[Material supplied — start]

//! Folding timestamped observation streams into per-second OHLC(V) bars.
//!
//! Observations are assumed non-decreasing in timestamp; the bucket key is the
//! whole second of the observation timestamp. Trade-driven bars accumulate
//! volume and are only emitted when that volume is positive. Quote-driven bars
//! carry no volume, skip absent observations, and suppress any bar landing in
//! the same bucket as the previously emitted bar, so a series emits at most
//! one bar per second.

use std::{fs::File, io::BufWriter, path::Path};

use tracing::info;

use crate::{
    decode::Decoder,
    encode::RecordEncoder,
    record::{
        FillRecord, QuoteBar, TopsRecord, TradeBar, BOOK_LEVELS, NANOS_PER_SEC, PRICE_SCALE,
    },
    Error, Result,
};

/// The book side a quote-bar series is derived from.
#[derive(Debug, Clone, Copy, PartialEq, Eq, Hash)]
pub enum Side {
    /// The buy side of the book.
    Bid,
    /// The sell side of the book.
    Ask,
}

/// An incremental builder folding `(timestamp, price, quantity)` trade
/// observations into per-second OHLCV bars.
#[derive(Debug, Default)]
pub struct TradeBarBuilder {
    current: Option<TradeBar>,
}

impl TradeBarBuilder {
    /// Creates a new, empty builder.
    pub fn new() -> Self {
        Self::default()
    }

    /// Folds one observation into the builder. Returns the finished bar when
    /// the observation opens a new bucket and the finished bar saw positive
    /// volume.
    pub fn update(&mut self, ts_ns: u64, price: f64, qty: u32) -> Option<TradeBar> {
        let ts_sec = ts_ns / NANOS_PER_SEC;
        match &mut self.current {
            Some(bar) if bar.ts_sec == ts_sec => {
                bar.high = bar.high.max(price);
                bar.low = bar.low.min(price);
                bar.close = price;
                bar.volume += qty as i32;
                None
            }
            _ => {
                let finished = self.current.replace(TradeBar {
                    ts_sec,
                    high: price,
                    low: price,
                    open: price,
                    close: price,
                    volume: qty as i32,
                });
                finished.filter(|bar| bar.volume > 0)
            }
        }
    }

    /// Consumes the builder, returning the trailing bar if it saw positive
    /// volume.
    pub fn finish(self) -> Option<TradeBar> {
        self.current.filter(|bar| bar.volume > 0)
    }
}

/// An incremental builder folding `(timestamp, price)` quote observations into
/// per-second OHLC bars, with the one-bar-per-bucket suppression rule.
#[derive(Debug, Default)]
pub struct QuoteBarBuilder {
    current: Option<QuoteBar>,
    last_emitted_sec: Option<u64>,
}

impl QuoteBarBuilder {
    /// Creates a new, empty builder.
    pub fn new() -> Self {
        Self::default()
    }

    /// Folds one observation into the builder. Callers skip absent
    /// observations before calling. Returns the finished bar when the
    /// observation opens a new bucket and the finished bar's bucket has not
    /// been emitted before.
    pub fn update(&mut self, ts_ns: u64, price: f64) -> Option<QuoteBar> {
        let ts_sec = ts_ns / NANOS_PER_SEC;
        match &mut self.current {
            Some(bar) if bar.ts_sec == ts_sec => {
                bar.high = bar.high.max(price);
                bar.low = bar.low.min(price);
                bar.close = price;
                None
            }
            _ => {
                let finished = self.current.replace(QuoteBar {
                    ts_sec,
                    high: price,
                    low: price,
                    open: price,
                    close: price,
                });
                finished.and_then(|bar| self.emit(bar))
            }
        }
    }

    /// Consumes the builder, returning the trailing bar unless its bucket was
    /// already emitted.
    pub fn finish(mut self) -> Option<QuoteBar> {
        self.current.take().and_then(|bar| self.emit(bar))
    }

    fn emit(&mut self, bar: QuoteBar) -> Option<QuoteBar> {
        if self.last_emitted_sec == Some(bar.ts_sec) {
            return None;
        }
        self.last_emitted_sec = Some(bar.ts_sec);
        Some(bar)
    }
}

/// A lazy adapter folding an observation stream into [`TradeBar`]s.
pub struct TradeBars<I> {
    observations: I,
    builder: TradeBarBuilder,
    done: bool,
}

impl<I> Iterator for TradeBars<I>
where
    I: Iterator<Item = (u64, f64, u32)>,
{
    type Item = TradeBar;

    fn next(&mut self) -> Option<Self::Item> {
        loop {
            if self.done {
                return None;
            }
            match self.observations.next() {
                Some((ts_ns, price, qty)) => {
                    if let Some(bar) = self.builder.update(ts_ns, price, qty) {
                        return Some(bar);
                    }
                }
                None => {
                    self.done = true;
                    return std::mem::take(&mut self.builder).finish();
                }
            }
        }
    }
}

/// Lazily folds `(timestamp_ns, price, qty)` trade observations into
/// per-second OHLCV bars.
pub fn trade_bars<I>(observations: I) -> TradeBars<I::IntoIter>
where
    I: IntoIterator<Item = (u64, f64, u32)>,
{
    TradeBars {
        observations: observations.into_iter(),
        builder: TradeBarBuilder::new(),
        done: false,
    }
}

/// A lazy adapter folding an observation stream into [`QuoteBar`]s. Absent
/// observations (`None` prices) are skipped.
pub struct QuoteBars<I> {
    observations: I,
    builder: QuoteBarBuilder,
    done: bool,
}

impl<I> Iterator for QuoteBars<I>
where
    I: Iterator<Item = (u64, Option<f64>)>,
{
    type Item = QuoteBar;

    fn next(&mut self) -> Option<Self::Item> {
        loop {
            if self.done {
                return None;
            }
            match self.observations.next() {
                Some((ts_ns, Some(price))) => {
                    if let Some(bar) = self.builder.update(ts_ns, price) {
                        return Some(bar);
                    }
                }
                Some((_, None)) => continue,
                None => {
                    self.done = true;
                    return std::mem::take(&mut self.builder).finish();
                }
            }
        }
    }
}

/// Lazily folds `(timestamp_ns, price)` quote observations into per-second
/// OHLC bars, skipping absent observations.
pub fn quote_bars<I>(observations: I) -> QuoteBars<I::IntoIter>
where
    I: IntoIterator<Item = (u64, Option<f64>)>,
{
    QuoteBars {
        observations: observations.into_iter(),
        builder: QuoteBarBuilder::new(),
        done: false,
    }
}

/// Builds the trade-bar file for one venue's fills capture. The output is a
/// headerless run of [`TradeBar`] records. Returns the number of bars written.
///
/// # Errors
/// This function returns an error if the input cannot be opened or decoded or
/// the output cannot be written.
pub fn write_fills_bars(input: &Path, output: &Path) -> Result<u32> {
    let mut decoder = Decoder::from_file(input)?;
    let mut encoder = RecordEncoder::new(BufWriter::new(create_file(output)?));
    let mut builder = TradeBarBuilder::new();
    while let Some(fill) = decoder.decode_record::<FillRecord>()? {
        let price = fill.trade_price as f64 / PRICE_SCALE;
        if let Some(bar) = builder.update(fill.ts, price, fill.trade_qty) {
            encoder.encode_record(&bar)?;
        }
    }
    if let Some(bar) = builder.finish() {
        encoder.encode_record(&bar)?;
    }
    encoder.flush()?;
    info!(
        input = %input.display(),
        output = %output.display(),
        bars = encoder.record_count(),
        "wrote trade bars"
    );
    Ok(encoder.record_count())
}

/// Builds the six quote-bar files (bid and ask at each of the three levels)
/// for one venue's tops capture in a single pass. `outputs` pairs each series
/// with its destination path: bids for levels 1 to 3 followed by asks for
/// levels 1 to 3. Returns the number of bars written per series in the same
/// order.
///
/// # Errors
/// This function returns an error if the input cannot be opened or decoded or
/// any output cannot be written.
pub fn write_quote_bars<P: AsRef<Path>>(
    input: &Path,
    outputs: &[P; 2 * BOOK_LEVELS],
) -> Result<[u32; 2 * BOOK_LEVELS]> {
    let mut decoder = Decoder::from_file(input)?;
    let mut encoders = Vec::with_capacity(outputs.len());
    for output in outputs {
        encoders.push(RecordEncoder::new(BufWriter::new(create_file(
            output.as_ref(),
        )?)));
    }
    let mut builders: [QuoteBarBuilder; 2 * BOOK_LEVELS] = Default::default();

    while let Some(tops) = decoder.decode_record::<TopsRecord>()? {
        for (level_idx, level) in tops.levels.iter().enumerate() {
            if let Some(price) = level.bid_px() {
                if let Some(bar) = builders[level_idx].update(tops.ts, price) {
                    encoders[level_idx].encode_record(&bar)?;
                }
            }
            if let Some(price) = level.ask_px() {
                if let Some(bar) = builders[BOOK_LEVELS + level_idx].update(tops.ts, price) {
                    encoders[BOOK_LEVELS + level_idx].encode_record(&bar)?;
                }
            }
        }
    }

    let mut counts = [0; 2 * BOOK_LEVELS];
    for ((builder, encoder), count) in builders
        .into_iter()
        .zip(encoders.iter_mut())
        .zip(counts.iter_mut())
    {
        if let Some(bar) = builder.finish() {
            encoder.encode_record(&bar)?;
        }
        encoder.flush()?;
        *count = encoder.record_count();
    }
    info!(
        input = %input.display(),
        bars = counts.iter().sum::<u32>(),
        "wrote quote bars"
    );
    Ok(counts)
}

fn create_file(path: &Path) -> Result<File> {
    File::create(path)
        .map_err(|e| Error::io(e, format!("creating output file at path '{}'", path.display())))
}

[Material supplied — finish]

Task goal: Within the data above, the span starting at the line containing "volume: qty as" and ending at the line containing "one-bar-per-bucket suppression rule." is to be retyped exactly, with no other lines.

Reply to the task:
                    volume: qty as i32,
                });
                finished.filter(|bar| bar.volume > 0)
            }
        }
    }

    /// Consumes the builder, returning the trailing bar if it saw positive
    /// volume.
    pub fn finish(self) -> Option<TradeBar> {
        self.current.filter(|bar| bar.volume > 0)
    }
}

/// An incremental builder folding `(timestamp, price)` quote observations into
/// per-second OHLC bars, with the one-bar-per-bucket suppression rule.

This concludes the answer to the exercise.